Volví a mi celda varias horas después de lo que habría vuelto de haber obedecido a la madre Landrada. Situada en el dormitorio del noviciado, un largo edificio de madera a unos pasos de la iglesia, mi habitación, como todas las demás, era pequeña. De haberme estirado en el suelo de madera, no habría podido extender los brazos delante de mí en ninguna dirección. había un ventanuco minúsculo cerca del techo, y los únicos muebles eran una estrecha cama y una pequeña mesa.

Para aliviar mi culpa, permanecí despierta leyendo los salmos bien pasada la hora en que debería haberme acostado, con la esperanza de redimir mi alma.
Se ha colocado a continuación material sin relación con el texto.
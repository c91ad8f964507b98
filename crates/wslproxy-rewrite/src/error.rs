//! Error types for body rewriting.

use axum::http::StatusCode;
use axum::response::{IntoResponse, Response};
use thiserror::Error;

/// Result type alias for rewrite operations.
pub type Result<T> = std::result::Result<T, RewriteError>;

/// Errors that can occur while rewriting a Docker API body.
///
/// Path mapping itself never fails; only decoding, encoding and body
/// collection can.
#[derive(Debug, Error)]
pub enum RewriteError {
    /// The body looked like JSON but could not be parsed.
    #[error("Invalid JSON body: {0}")]
    Decode(#[source] serde_json::Error),

    /// The rewritten document could not be serialized.
    #[error("Failed to encode rewritten body: {0}")]
    Encode(#[source] serde_json::Error),

    /// The HTTP body could not be collected.
    #[error("Failed to read body: {0}")]
    Body(String),
}

impl RewriteError {
    /// Returns the HTTP status code for this error.
    #[must_use]
    pub const fn status_code(&self) -> StatusCode {
        match self {
            Self::Decode(_) => StatusCode::BAD_REQUEST,
            Self::Encode(_) | Self::Body(_) => StatusCode::INTERNAL_SERVER_ERROR,
        }
    }
}

impl IntoResponse for RewriteError {
    fn into_response(self) -> Response {
        let status = self.status_code();
        let body = serde_json::json!({
            "message": self.to_string()
        });

        (status, axum::Json(body)).into_response()
    }
}

#[cfg(test)]
mod tests {
    use super::*;

    #[test]
    fn decode_error_is_bad_request() {
        let err = serde_json::from_slice::<serde_json::Value>(b"{").unwrap_err();
        let err = RewriteError::Decode(err);
        assert_eq!(err.status_code(), StatusCode::BAD_REQUEST);
        assert!(err.to_string().starts_with("Invalid JSON body"));
    }

    #[test]
    fn body_error_is_internal() {
        let err = RewriteError::Body("connection reset".to_string());
        assert_eq!(err.status_code(), StatusCode::INTERNAL_SERVER_ERROR);
        assert_eq!(err.to_string(), "Failed to read body: connection reset");
    }
}
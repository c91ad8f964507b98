//! Per-body rewrite context.
//!
//! A [`RewriteContext`] captures everything the path mapper needs to know
//! about the two filesystem namespaces involved in one exchange: which way
//! the body travels, which mount bridge the client sees, and whether the
//! proxy itself runs on the Windows host.

use std::fmt;

/// Mount bridge exposing the Windows host filesystem.
pub const HOST_MOUNT_ROOT: &str = "/mnt/host";

/// Parent of the per-distro mount bridges (`/mnt/wsl/<distro>`).
pub const WSL_MOUNT_ROOT: &str = "/mnt/wsl";

/// Shared mount directory both namespaces agree on.
pub const MOUNT_ROOT: &str = "/mnt";

/// Direction of a body through the proxy.
#[derive(Debug, Clone, Copy, PartialEq, Eq, Hash)]
pub enum RewriteDirection {
    /// Client-authored body on its way to the daemon.
    Request,
    /// Daemon-authored body on its way back to the client.
    Response,
}

impl RewriteDirection {
    /// Short tag used in diagnostics.
    #[must_use]
    pub const fn as_str(self) -> &'static str {
        match self {
            Self::Request => "request",
            Self::Response => "response",
        }
    }
}

impl fmt::Display for RewriteDirection {
    fn fmt(&self, f: &mut fmt::Formatter<'_>) -> fmt::Result {
        f.write_str(self.as_str())
    }
}

/// Immutable mapping context, built once per body.
#[derive(Debug, Clone, PartialEq, Eq)]
pub struct RewriteContext {
    direction: RewriteDirection,
    base_path: String,
    is_windows_host: bool,
    distro_name: String,
}

impl RewriteContext {
    /// Creates a context for the given direction and WSL distro.
    ///
    /// An empty `distro_name` means the proxy runs on the Windows host and
    /// its clients see the host bridge (`/mnt/host`). Otherwise the proxy
    /// runs inside that distro and its clients see `/mnt/wsl/<distro>`.
    #[must_use]
    pub fn new(direction: RewriteDirection, distro_name: &str) -> Self {
        let is_windows_host = distro_name.is_empty();
        let base_path = if is_windows_host {
            HOST_MOUNT_ROOT.to_string()
        } else {
            format!("{WSL_MOUNT_ROOT}/{distro_name}")
        };

        Self {
            direction,
            base_path,
            is_windows_host,
            distro_name: distro_name.to_string(),
        }
    }

    /// Returns the direction of the body being rewritten.
    #[must_use]
    pub const fn direction(&self) -> RewriteDirection {
        self.direction
    }

    /// Returns the mount root visible to the client.
    #[must_use]
    pub fn base_path(&self) -> &str {
        &self.base_path
    }

    /// Returns true if the proxy runs on the Windows host.
    #[must_use]
    pub const fn is_windows_host(&self) -> bool {
        self.is_windows_host
    }

    /// Returns the WSL distro name, empty on the Windows host.
    #[must_use]
    pub fn distro_name(&self) -> &str {
        &self.distro_name
    }

    /// Returns true if `distro` owns this context's mount bridge.
    #[must_use]
    pub fn is_own_distro(&self, distro: &str) -> bool {
        !self.is_windows_host && self.distro_name == distro
    }
}

#[cfg(test)]
mod tests {
    use super::*;

    #[test]
    fn empty_distro_is_windows_host() {
        let ctx = RewriteContext::new(RewriteDirection::Request, "");
        assert!(ctx.is_windows_host());
        assert_eq!(ctx.base_path(), "/mnt/host");
        assert_eq!(ctx.distro_name(), "");
        assert!(!ctx.is_own_distro(""));
    }

    #[test]
    fn distro_context_uses_wsl_bridge() {
        let ctx = RewriteContext::new(RewriteDirection::Response, "Ubuntu");
        assert!(!ctx.is_windows_host());
        assert_eq!(ctx.base_path(), "/mnt/wsl/Ubuntu");
        assert_eq!(ctx.direction(), RewriteDirection::Response);
        assert!(ctx.is_own_distro("Ubuntu"));
        assert!(!ctx.is_own_distro("Alpine"));
    }

    #[test]
    fn direction_display() {
        assert_eq!(RewriteDirection::Request.to_string(), "request");
        assert_eq!(RewriteDirection::Response.to_string(), "response");
    }
}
Cuando la monja responsable de hacer sonar la campaña para la vigilia atravesó a oscuras el dormitorio, como cada madrugada dos horas y media después de medianoche, no había dormido prácticamente nada. Junto con las demás, tuve que levantarme de la cama para rezar y recitar los salmos en la iglesia.

El murmullo de las voces y el calor de los cuerpos en la capilla me adormecieron. Advertí que me había dormido de rodillas cuando una sacudida me despertó en el mismo momento en que mi cuerpo caía hacia delante. La hermana Adolfa, que rezaba a mi lado con la cabeza inclinada, la giró hacia mí con mirada inquisitiva. Volví a cantar los salmos, pero apenas había recitado dos líneas cuando noté que me adormilaba otra vez. un fuerte codazo en las costillas me sacó de golpe del placentero estado en que había caído. Al volverme hacia ella, me amonestó con la mirada.

Bendita hermana Adolfa. Si Landrada era como mi madre, Adolfa se había convertido en mi hermana. Poseía un notable intelecto y era una de las pocas mujeres de Munsterbilzen con la que podía mantener una verdadera conversación. Lo mejor de todo, quizá, es que podía confiar en que nunca me dejaría pasar la vergüenza de darme de bruces con el suelo al recitar los salmos durante la vigilia.

Cuando al fin se acabaron los salmos y las plegarias, salimos todas en fila de la iglesia. Adolfa iba delante de mí, pero en cuanto cruzamos la puerta aminoró el paso, y, sin mirarme, esperó a que la alcanzara.

      ¿Se puede saber qué te pasa? -preguntó en voz baja.

      -Falta de sueño -contesté también en voz queda. No tenemos prohibido hablar entre nosotras, pero sí se nos advierte de la inconveniencia de entablar charlas insustanciales o levantar la voz.

      -Me lo imaginaba. La pregunta es, ¿por qué?

No contesté de inmediato, a sabiendas de que era mejor que nadie oyera lo que tenía que confesar. Esperé a que hubiéramos entrado en el claustro, donde debíamos meditar hasta los maitines.

      -La madre Landrada me dio una penitencia por discutir. He estado despierta toda la noche leyendo los salmos. -Paseábamos por el  oscuro claustro con las cabezas bajas mientras hablábamos. A nuestro alrededor, otras caminaban o meditaban sentadas en los bancos de madera o bajo los grandes árboles que se cernían por encima y escondían sus brotes en la fría oscuridad.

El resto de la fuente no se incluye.